As I write this, even at this late hour, layers of sound surround me...Nat King Cole's "Destination Moon" is bellowing into my cranium compliments of Bose, blocking out the banter of Saturday Night Live, my husband's sensory stimulation of choice...the occasional motorist passes by with their too loud music blaring out into the blackness, and my puppies object with a cacophony of caterwauling till the offender fades into the distance.
It would seem that we've insulated ourselves from quietude, armed ourselves against "awkward" silence as against a formidable foe...
...This presents a problem, silence being the backdrop of the Still Small Voice...and still small voices are dreadfully simple to drown out.

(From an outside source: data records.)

use crate::config::LayoutConfig;
use crate::text_metrics;
use crate::theme::Theme;

use super::TextBlock;

/// Word-wraps and measures a block label against the configured wrap width.
pub(super) fn measure_label(text: &str, theme: &Theme, config: &LayoutConfig) -> TextBlock {
    measure_label_with_font_size(
        text,
        theme.font_size,
        theme.font_family.as_str(),
        config,
        true,
    )
}

pub(super) fn measure_label_with_font_size(
    text: &str,
    font_size: f32,
    font_family: &str,
    config: &LayoutConfig,
    wrap: bool,
) -> TextBlock {
    let fast = config.fast_text_metrics;
    let max_width_px = config.max_label_width_chars.max(1) as f32
        * average_char_width(font_family, font_size, fast);

    let mut lines = Vec::new();
    for line in split_lines(text) {
        if wrap {
            lines.extend(wrap_line(&line, max_width_px, font_size, font_family, fast));
        } else {
            lines.push(line);
        }
    }
    if lines.is_empty() {
        lines.push(String::new());
    }

    let width = lines
        .iter()
        .map(|line| text_width(line, font_size, font_family, fast))
        .fold(0.0, f32::max);
    let height = lines.len() as f32 * font_size * config.label_line_height;

    TextBlock {
        lines,
        width,
        height,
    }
}

pub(super) fn split_lines(text: &str) -> Vec<String> {
    text.replace("\\n", "\n")
        .split('\n')
        .map(|line| line.trim().to_string())
        .collect()
}

pub(super) fn wrap_line(
    line: &str,
    max_width: f32,
    font_size: f32,
    font_family: &str,
    fast: bool,
) -> Vec<String> {
    if text_width(line, font_size, font_family, fast) <= max_width {
        return vec![line.to_string()];
    }

    let mut lines = Vec::new();
    let mut current = String::new();
    for word in line.split_whitespace() {
        let candidate = if current.is_empty() {
            word.to_string()
        } else {
            format!("{current} {word}")
        };
        if text_width(&candidate, font_size, font_family, fast) > max_width {
            if !current.is_empty() {
                lines.push(current.clone());
                current.clear();
            }
            current.push_str(word);
        } else {
            current = candidate;
        }
    }
    if !current.is_empty() {
        lines.push(current);
    }
    lines
}

pub(super) fn text_width(text: &str, font_size: f32, font_family: &str, fast: bool) -> f32 {
    if fast {
        return heuristic_text_width(text, font_size);
    }
    text_metrics::measure_text_width(text, font_size, font_family)
        .unwrap_or_else(|| heuristic_text_width(text, font_size))
}

fn average_char_width(font_family: &str, font_size: f32, fast: bool) -> f32 {
    if fast {
        return font_size * 0.56;
    }
    text_metrics::average_char_width(font_family, font_size).unwrap_or(font_size * 0.56)
}

fn heuristic_text_width(text: &str, font_size: f32) -> f32 {
    text.chars().map(char_width_factor).sum::<f32>() * font_size
}

/// Coarse advance factors for a typical sans face. Only used when no real
/// font can be measured, so buckets beat precision here.
pub(super) fn char_width_factor(ch: char) -> f32 {
    match ch {
        'i' | 'j' | 'l' | 'I' | '!' | '|' | '.' | ',' | ':' | ';' | '\'' => 0.28,
        'f' | 't' | 'r' | '(' | ')' | '[' | ']' | '-' => 0.36,
        ' ' => 0.31,
        'm' | 'w' | 'M' | 'W' | '@' | '%' | '&' => 0.92,
        'A'..='Z' => 0.68,
        '0'..='9' => 0.60,
        _ => 0.55,
    }
}

#[cfg(test)]
mod tests {
    use super::*;

    #[test]
    fn split_lines_handles_escaped_newlines() {
        assert_eq!(split_lines("a\\nb"), vec!["a", "b"]);
        assert_eq!(split_lines("a\nb"), vec!["a", "b"]);
    }

    #[test]
    fn split_lines_trims_whitespace() {
        assert_eq!(split_lines("  hello  \n  world  "), vec!["hello", "world"]);
    }

    #[test]
    fn char_width_factor_is_positive() {
        for ch in ['a', 'Z', ' ', '0', '@', 'i', '\u{4e2d}'] {
            assert!(char_width_factor(ch) > 0.0, "char {ch:?} has zero width");
        }
    }

    #[test]
    fn heuristic_width_scales_with_font_size() {
        let w16 = heuristic_text_width("Hello", 16.0);
        let w32 = heuristic_text_width("Hello", 32.0);
        assert!((w32 - w16 * 2.0).abs() < 0.01);
    }

    #[test]
    fn wrap_line_keeps_short_text_intact() {
        let result = wrap_line("short", 1000.0, 16.0, "sans-serif", true);
        assert_eq!(result, vec!["short"]);
    }

    #[test]
    fn wrap_line_splits_long_text() {
        let result = wrap_line(
            "this is a rather long line that should be wrapped",
            100.0,
            16.0,
            "sans-serif",
            true,
        );
        assert!(result.len() > 1, "expected wrapping, got {result:?}");
    }

    #[test]
    fn measure_label_produces_nonempty_block() {
        let theme = Theme::modern();
        let config = LayoutConfig::default();
        let block = measure_label("Hello world", &theme, &config);
        assert!(!block.lines.is_empty());
        assert!(block.width > 0.0);
        assert!(block.height > 0.0);
    }

    #[test]
    fn measure_label_empty_string_produces_single_line() {
        let theme = Theme::modern();
        let config = LayoutConfig::default();
        let block = measure_label("", &theme, &config);
        assert_eq!(block.lines.len(), 1);
        assert!(block.height > 0.0);
    }

    #[test]
    fn longer_label_is_taller_once_it_wraps() {
        let theme = Theme::classic();
        let config = LayoutConfig {
            fast_text_metrics: true,
            ..LayoutConfig::default()
        };
        let short = measure_label("Build", &theme, &config);
        let long = measure_label(
            "Build the artifacts and push them to the staging registry",
            &theme,
            &config,
        );
        assert!(long.height > short.height);
    }
}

To make matters more complicated, our Creator does not seem in the least compelled to compete with this chaos, in our lives, in our churches, in our homes...He feels no pressure to conform to our comfort level or to co-habitate with our other gods, but rather bids us "Come" on His terms, and He is perfectly willing to wait while we decide whom we shall serve.*
In Psalm 46:10, the invitation to know God is precipitated by a posture of stillness.
In Psalm 62:1, David's assurance of salvation exudes from a silently waiting soul.
And in an instance of irony, Peter, the verbose and vocally gifted disciple, compares a quiet spirit with an incorruptible ornament, calling it a very precious commodity in God's computations.*
Yet we have all but completely devalued this hallowed hush, this holy of holies in which we hear His voice, this cleft of the rock where we commune with Christ.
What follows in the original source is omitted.